═══ Dataset ═══
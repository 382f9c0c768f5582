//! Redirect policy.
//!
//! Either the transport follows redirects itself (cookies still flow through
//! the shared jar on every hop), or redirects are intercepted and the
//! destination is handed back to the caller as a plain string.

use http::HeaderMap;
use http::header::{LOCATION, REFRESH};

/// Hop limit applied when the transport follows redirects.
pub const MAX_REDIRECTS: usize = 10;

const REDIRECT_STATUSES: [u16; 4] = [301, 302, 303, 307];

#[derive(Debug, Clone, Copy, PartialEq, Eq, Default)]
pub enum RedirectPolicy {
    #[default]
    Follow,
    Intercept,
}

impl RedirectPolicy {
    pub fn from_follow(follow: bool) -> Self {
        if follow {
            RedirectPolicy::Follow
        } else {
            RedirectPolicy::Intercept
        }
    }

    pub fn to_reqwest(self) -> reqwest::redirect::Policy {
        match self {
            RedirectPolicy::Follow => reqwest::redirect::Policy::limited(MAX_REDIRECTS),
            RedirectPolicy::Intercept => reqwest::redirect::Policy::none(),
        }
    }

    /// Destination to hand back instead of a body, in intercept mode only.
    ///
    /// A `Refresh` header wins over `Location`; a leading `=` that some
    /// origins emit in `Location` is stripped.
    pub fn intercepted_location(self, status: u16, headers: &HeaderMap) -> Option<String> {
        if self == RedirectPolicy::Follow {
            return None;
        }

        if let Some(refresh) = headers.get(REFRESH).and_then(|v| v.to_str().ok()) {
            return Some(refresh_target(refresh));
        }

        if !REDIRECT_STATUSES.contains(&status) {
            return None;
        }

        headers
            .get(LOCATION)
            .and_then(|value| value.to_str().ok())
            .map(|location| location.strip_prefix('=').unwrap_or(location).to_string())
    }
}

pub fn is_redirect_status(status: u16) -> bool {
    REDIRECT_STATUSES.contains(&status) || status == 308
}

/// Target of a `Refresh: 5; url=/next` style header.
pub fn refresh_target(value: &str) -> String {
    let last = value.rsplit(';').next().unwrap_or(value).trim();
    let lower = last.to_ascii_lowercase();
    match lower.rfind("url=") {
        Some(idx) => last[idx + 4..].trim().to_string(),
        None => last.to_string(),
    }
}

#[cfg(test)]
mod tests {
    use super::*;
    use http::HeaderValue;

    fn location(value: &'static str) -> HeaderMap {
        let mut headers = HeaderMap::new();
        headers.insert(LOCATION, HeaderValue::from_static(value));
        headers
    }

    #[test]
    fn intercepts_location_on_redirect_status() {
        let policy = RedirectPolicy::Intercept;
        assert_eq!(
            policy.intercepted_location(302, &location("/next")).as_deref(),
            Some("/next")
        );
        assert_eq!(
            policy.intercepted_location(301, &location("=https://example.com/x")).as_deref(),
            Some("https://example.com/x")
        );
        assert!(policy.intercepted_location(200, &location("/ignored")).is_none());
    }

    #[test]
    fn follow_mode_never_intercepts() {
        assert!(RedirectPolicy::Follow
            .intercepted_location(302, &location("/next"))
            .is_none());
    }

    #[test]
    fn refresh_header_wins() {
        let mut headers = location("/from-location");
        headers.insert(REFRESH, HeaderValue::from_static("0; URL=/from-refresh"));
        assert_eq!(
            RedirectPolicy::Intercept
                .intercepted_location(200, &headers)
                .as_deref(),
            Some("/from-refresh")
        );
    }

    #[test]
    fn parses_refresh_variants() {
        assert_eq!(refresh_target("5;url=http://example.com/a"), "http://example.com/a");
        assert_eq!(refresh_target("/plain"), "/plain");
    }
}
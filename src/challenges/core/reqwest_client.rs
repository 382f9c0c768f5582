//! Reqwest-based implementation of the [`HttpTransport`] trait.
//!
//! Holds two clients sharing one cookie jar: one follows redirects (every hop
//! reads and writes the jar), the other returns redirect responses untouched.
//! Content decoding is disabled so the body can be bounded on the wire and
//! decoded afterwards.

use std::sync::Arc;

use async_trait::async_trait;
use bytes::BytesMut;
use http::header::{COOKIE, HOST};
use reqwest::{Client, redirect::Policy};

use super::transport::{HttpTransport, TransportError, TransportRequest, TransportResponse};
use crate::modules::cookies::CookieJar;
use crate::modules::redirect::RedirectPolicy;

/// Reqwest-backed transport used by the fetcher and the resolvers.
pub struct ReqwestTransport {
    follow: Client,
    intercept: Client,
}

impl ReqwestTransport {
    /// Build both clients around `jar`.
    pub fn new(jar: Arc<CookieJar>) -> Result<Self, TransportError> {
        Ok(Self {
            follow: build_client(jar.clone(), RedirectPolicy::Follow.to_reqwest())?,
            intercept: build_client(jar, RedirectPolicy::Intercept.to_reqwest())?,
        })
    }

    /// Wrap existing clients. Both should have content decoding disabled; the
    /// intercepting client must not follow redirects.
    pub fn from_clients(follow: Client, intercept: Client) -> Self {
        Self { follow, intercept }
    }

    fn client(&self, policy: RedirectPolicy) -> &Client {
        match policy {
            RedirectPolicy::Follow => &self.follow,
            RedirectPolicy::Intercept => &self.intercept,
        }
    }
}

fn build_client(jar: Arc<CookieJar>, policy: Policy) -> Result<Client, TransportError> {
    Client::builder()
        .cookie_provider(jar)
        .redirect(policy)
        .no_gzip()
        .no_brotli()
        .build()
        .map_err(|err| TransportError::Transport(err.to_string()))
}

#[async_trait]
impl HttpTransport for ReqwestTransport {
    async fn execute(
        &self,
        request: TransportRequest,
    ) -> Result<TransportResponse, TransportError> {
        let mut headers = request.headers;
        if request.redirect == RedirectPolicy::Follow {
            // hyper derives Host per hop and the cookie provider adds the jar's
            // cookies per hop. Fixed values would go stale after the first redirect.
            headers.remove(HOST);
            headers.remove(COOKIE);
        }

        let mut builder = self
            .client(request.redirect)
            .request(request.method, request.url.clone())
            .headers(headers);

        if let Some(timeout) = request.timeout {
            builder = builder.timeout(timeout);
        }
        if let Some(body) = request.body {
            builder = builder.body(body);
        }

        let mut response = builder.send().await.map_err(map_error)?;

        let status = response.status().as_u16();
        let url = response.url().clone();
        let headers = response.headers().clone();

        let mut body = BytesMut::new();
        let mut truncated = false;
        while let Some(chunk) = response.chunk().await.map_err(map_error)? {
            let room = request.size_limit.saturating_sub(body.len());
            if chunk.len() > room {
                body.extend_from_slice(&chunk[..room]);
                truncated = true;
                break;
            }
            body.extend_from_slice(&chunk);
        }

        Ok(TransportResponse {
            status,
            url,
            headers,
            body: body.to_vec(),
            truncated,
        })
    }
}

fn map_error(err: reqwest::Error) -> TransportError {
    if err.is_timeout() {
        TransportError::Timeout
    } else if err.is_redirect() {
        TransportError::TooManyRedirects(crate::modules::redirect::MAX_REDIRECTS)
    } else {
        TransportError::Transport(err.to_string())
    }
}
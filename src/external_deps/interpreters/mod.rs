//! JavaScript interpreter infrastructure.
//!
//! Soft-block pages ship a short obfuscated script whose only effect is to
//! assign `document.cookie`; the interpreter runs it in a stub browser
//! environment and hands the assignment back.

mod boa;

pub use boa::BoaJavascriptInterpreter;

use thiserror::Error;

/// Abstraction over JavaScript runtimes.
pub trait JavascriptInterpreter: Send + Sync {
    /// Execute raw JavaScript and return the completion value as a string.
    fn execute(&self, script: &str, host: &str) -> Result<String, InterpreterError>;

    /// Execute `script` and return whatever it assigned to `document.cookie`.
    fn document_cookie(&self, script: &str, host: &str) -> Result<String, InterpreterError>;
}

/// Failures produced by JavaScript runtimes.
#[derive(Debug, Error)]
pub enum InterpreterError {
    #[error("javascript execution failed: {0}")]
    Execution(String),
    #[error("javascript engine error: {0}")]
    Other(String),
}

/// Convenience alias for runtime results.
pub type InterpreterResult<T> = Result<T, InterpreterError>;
═══
═══ Dataset ═══
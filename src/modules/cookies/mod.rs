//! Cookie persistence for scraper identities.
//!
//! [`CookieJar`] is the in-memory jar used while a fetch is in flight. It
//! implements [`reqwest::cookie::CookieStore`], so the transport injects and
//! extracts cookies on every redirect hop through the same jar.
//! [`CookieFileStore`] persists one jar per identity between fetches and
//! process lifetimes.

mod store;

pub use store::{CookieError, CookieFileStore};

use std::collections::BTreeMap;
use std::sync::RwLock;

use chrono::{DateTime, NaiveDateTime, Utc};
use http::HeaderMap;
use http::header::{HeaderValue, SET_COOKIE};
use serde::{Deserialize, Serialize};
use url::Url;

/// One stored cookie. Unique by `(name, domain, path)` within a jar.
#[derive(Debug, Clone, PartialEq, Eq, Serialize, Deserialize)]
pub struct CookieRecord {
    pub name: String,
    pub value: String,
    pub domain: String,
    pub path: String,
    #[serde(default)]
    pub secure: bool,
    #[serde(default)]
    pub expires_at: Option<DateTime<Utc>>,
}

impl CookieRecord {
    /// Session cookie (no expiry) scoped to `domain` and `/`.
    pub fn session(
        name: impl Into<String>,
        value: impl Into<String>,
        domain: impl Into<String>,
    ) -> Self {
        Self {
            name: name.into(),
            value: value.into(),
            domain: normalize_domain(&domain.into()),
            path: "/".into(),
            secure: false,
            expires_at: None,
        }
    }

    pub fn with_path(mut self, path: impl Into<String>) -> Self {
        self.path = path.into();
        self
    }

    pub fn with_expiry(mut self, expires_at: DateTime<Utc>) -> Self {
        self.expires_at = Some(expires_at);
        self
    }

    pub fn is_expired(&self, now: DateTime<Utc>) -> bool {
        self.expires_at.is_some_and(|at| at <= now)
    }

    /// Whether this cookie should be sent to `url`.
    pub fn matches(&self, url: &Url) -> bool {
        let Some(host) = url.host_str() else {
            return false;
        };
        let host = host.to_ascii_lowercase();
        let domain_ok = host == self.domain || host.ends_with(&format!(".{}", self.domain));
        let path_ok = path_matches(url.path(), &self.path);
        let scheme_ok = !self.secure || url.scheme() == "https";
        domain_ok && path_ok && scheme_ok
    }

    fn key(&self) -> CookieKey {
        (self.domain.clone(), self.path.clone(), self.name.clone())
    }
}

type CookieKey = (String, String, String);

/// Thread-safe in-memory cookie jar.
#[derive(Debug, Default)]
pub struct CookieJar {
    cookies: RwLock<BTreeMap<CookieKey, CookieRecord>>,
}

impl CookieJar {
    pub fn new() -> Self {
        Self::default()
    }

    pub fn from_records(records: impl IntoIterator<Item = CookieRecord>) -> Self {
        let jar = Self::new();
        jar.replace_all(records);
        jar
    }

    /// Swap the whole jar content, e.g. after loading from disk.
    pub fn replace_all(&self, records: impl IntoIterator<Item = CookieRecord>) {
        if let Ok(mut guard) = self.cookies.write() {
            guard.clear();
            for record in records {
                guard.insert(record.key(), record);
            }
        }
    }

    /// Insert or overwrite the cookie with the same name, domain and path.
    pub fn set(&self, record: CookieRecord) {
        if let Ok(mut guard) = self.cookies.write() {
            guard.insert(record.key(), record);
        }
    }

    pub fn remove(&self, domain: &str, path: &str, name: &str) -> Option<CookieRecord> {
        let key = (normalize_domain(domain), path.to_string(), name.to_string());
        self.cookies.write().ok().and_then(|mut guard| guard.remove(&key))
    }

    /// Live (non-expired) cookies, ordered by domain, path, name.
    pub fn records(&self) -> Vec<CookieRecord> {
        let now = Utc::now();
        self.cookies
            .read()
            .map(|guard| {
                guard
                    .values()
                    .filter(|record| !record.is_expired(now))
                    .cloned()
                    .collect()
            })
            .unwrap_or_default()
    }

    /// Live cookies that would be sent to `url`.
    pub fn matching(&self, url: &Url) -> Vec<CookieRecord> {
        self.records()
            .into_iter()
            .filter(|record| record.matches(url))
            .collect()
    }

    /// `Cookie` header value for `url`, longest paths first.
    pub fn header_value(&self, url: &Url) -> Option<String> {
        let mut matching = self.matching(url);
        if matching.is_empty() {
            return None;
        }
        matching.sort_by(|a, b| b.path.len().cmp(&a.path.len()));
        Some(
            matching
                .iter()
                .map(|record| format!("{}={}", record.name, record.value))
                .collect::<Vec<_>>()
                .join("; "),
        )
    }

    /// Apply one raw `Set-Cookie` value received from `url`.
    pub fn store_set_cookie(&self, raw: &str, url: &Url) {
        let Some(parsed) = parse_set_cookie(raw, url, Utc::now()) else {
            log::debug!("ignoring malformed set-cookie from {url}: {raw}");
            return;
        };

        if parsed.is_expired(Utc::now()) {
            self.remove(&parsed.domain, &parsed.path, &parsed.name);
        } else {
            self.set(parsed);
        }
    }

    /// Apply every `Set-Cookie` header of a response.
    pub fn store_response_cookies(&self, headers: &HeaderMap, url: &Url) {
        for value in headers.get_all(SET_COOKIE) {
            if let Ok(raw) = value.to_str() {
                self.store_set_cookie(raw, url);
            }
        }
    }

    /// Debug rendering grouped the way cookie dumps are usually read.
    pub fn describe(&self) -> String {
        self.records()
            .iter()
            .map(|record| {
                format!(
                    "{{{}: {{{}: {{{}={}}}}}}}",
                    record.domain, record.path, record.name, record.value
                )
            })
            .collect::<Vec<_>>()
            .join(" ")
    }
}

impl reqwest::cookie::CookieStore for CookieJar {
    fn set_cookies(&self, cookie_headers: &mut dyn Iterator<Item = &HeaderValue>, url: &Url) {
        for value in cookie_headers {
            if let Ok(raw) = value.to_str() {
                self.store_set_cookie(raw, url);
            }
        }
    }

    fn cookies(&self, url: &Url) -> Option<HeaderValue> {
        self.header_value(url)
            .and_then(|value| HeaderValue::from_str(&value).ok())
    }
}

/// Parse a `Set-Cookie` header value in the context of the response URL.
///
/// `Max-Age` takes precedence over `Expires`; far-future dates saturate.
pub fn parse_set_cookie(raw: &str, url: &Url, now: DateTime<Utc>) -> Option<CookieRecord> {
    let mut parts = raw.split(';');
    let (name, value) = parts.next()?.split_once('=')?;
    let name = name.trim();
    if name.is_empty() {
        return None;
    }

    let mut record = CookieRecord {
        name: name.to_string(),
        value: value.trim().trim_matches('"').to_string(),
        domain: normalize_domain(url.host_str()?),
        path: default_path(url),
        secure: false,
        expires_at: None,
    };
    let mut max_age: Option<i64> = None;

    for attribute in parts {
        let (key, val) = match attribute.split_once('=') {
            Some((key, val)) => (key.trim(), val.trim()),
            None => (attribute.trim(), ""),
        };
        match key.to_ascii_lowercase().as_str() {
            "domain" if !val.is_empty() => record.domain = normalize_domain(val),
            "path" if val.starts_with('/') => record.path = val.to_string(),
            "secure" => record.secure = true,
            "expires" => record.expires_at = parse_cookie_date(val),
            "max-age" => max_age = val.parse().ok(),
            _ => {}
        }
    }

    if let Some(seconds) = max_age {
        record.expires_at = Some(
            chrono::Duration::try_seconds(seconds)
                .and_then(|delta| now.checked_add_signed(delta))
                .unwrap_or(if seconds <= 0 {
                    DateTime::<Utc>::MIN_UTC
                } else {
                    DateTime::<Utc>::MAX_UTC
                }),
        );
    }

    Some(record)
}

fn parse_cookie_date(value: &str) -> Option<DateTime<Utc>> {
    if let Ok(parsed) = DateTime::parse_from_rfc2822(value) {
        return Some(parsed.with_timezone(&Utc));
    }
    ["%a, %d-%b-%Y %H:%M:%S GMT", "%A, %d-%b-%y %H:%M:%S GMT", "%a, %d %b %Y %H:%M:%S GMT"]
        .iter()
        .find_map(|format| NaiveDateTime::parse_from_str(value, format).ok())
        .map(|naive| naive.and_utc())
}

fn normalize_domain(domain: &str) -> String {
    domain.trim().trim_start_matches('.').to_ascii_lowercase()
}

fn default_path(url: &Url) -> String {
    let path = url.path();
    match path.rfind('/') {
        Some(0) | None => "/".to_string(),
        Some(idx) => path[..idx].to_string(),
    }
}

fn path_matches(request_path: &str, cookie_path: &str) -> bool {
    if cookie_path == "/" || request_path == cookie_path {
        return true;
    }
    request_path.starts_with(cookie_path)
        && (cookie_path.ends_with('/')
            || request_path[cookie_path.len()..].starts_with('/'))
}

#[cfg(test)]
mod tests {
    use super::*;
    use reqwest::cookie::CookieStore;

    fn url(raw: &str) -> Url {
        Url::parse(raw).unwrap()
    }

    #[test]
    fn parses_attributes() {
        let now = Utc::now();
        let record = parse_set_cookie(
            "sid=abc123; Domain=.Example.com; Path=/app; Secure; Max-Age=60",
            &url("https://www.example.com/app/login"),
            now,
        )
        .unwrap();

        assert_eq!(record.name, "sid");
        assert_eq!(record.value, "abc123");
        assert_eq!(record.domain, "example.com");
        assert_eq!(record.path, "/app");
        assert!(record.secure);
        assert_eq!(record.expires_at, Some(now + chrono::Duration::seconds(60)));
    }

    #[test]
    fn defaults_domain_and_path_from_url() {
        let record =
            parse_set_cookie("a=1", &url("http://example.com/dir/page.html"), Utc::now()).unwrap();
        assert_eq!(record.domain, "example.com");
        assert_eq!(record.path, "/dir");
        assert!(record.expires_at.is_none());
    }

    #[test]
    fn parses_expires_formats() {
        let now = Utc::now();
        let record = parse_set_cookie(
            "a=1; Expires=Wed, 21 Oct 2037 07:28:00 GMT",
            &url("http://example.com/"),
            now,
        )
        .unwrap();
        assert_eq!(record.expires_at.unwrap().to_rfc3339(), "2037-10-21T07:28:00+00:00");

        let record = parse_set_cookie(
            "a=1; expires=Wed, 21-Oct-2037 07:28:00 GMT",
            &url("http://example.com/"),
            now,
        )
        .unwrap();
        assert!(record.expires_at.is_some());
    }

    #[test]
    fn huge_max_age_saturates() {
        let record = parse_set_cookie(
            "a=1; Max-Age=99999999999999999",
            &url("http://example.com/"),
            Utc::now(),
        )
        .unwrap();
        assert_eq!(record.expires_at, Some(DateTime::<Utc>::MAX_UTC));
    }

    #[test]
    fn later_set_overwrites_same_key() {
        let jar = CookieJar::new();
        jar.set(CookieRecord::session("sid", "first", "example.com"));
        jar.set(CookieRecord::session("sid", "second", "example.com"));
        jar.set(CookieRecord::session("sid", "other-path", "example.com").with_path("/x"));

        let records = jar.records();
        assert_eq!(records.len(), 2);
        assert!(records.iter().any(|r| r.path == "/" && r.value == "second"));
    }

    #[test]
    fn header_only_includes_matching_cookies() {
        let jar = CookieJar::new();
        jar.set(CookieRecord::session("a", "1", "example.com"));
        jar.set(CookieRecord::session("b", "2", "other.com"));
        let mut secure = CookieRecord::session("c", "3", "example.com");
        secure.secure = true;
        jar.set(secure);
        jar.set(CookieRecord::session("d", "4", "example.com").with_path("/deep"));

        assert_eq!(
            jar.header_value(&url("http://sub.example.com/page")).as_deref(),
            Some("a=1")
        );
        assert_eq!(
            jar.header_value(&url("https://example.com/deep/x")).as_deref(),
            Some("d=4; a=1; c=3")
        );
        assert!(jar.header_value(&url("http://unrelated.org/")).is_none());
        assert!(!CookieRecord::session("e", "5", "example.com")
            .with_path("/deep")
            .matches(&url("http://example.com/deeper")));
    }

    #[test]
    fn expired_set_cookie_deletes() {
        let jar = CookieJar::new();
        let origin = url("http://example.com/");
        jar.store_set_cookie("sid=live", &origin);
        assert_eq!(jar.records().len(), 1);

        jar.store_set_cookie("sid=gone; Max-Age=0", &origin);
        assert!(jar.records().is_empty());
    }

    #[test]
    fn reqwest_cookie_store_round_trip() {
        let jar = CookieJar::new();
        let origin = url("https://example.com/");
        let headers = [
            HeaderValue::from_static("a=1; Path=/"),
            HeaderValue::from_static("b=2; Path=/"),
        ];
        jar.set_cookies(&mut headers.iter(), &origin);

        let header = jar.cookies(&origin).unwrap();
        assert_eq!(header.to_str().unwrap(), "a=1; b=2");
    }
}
═══
§ Assignment: Which lines in the records above include the word "chunk"? Copy them out.

§ Response area:
        while let Some(chunk) = response.chunk().await.map_err(map_error)? {
            if chunk.len() > room {
                body.extend_from_slice(&chunk[..room]);
            body.extend_from_slice(&chunk);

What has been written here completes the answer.